• [Problem to solve] From the records below, give the number of lines that include the word "crate". Add no other words.

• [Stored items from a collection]

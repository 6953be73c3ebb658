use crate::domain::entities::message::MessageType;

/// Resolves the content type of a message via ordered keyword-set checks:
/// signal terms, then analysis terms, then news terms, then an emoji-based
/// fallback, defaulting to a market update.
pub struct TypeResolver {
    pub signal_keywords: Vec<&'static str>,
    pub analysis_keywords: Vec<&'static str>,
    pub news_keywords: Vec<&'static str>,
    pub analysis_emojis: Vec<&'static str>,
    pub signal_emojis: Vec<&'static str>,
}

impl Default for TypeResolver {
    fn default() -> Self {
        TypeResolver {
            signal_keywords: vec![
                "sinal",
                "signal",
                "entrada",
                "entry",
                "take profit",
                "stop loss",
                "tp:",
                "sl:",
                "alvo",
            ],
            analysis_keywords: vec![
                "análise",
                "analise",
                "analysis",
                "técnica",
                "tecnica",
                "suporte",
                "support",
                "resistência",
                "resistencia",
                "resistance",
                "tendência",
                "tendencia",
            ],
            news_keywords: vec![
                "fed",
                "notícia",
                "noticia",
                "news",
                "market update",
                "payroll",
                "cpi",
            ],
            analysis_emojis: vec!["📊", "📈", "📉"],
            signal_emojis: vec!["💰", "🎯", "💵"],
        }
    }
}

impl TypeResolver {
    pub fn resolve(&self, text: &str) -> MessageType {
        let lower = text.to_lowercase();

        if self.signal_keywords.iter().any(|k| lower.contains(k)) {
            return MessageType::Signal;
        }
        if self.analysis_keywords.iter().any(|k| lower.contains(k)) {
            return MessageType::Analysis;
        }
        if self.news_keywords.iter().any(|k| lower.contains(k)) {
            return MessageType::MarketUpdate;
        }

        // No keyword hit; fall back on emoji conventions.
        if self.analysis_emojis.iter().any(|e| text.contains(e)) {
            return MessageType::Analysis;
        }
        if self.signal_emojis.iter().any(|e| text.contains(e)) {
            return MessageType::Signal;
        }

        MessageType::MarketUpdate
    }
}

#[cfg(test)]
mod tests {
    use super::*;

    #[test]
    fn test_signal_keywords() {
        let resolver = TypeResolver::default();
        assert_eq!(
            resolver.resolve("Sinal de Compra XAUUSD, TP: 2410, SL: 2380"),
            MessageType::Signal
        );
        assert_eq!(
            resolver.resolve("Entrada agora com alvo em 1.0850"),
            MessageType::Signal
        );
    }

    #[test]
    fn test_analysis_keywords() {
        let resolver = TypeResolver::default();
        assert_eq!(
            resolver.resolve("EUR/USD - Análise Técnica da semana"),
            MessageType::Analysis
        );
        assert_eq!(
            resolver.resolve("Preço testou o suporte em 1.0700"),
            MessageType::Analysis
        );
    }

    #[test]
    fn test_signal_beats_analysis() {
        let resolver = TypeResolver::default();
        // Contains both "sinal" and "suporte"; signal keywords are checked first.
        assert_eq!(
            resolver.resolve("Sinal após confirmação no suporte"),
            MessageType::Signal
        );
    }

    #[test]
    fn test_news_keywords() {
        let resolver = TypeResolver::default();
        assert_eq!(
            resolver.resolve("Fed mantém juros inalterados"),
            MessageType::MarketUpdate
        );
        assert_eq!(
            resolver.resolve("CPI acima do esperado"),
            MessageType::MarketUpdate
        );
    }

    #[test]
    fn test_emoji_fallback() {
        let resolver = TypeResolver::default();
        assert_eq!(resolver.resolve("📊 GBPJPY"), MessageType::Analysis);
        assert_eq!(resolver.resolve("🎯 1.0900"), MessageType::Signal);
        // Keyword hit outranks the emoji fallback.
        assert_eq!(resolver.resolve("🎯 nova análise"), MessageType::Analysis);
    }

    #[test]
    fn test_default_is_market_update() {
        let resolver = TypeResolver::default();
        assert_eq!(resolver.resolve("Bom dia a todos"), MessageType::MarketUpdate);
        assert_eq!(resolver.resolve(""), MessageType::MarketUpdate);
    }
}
* * *
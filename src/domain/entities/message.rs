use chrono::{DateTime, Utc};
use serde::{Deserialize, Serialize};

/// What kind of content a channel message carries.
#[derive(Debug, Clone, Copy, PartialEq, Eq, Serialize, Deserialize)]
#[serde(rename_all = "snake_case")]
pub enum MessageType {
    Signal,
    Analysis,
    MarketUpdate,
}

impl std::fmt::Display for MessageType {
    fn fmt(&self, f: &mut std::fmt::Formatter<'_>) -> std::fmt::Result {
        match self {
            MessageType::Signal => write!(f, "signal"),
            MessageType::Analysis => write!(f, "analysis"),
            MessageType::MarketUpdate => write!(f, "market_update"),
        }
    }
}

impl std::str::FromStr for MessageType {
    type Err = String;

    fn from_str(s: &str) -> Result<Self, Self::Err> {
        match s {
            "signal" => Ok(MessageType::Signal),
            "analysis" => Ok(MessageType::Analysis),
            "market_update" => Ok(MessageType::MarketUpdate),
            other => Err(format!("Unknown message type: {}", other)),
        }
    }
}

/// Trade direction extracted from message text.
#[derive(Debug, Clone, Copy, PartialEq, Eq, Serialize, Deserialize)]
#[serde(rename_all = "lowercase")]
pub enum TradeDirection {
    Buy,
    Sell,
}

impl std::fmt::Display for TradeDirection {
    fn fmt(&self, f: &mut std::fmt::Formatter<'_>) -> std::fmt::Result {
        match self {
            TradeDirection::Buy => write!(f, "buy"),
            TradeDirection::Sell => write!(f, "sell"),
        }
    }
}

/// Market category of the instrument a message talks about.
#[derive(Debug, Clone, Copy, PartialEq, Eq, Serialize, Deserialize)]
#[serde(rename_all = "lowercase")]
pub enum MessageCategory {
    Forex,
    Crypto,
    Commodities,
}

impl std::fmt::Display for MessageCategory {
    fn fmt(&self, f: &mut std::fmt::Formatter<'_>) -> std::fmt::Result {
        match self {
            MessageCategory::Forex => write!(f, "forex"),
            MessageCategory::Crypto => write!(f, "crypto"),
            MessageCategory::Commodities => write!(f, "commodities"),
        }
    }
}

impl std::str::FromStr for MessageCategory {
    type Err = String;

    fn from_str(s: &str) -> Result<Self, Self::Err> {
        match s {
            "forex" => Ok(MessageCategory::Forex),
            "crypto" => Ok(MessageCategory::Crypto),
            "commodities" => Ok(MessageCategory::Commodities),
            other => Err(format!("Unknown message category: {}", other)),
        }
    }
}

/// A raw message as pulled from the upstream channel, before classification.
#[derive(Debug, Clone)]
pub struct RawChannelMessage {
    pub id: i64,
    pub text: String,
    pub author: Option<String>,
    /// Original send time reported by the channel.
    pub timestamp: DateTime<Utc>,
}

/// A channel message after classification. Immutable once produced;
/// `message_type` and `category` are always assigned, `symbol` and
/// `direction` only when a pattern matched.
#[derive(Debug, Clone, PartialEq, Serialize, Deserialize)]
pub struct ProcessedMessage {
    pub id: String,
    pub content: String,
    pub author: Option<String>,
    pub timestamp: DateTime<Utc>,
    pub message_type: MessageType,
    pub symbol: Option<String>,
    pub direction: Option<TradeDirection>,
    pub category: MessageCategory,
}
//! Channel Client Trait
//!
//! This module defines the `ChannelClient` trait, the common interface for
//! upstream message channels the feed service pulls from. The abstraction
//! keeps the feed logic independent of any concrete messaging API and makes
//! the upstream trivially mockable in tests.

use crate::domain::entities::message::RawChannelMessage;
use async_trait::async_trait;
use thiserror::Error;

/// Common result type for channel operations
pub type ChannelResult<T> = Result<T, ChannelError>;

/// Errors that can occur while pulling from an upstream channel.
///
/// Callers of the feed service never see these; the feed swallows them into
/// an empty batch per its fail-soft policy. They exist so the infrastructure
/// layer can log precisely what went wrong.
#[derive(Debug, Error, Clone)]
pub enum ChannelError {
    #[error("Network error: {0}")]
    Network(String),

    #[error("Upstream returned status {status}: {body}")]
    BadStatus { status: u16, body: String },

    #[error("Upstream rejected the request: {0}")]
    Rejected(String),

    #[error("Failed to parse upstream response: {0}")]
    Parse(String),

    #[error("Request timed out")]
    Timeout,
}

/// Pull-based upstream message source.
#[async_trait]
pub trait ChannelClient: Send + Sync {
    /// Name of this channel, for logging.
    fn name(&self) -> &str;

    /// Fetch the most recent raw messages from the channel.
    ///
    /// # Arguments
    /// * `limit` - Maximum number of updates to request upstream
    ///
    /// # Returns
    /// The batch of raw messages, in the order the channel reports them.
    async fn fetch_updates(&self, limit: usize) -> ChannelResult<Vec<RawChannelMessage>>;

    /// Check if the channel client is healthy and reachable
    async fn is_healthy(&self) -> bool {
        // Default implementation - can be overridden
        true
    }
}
---
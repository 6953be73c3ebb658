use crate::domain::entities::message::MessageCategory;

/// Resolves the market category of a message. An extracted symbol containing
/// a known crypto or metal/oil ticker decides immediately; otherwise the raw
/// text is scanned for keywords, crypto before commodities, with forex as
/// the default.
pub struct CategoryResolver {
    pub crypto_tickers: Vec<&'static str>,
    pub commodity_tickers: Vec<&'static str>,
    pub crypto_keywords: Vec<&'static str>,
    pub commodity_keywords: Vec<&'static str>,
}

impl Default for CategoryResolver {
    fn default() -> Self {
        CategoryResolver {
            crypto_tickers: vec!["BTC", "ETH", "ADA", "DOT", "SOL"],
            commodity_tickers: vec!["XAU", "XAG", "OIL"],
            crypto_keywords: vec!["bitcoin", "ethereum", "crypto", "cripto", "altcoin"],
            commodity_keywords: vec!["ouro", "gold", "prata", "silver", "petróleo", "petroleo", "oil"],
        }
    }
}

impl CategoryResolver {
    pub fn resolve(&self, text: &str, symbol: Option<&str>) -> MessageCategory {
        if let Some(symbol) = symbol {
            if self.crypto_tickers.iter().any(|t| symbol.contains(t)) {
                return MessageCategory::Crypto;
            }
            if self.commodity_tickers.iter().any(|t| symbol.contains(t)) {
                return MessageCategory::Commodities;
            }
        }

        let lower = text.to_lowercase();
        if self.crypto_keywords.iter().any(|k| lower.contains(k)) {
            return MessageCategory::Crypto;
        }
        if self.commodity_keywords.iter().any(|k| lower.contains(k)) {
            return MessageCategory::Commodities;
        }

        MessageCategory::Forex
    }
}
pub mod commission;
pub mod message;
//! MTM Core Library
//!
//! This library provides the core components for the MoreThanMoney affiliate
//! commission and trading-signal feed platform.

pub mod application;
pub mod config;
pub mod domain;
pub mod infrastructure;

• [Solution to the problem] 3